Problem to solve:
Identify all lines of the data containing the string "IconSource" and copy them.

========================================================================

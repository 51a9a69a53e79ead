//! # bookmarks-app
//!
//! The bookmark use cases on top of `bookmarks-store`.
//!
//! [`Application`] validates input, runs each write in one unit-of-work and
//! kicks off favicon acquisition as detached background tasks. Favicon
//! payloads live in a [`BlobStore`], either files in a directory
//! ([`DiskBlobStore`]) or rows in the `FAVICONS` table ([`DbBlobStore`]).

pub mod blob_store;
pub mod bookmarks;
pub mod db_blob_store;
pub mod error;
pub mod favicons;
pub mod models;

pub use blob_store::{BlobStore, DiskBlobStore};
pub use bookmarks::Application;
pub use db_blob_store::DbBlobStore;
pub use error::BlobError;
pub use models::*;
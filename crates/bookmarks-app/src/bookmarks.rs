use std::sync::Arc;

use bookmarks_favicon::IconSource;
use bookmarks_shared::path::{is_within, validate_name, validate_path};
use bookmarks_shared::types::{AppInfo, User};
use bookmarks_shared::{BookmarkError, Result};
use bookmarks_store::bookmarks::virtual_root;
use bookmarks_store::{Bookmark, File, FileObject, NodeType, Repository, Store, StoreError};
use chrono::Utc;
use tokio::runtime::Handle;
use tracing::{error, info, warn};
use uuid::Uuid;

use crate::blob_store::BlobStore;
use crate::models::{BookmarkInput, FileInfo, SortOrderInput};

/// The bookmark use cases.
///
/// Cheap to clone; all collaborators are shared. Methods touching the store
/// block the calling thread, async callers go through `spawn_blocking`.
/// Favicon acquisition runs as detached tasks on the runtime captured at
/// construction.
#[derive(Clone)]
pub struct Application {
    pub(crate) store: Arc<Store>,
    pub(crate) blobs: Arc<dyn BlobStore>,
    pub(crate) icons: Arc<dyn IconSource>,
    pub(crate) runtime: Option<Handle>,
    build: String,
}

========================================================================

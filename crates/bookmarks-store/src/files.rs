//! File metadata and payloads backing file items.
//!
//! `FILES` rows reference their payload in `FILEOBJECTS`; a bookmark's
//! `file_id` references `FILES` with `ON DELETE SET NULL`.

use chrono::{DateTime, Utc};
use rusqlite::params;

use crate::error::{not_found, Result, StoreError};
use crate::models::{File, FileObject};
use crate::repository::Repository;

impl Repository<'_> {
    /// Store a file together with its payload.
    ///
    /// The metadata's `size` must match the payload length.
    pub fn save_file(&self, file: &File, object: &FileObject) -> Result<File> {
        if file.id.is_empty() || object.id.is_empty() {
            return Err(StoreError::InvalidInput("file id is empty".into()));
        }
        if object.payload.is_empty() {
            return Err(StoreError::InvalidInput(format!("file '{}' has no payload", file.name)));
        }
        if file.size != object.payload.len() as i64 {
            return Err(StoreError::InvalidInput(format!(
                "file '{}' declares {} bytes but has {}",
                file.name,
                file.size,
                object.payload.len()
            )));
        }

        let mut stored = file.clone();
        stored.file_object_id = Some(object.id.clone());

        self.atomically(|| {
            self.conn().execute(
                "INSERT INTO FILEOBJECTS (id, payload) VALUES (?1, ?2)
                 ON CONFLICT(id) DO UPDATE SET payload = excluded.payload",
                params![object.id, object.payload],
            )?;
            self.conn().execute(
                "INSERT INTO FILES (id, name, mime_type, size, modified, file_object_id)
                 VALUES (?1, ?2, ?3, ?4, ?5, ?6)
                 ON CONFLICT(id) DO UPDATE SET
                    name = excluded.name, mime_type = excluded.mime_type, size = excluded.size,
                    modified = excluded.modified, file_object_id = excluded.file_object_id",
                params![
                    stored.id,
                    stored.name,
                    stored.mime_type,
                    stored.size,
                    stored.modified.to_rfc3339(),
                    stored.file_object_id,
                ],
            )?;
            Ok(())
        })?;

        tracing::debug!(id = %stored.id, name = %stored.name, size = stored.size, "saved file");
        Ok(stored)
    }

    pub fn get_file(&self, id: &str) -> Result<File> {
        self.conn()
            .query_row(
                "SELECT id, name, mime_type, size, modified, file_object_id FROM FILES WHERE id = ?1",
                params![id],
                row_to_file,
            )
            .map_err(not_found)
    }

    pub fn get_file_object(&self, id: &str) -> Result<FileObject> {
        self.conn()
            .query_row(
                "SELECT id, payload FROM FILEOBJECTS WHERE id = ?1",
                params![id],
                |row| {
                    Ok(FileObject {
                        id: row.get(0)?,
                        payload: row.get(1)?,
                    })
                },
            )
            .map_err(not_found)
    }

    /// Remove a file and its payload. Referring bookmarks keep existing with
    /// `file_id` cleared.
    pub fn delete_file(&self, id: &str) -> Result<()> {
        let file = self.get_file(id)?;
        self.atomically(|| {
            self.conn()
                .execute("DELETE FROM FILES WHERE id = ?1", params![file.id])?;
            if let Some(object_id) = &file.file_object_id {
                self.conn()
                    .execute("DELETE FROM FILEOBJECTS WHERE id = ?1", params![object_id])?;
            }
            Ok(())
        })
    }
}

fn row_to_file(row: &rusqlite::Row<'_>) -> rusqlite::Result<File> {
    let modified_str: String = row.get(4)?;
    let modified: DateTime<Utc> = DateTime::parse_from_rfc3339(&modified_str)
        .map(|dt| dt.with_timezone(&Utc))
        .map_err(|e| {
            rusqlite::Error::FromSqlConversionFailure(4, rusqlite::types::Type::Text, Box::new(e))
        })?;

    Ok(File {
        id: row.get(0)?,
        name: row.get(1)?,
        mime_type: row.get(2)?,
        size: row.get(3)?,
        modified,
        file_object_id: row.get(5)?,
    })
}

========================================================================

Written response:
use bookmarks_favicon::IconSource;
    pub(crate) icons: Arc<dyn IconSource>,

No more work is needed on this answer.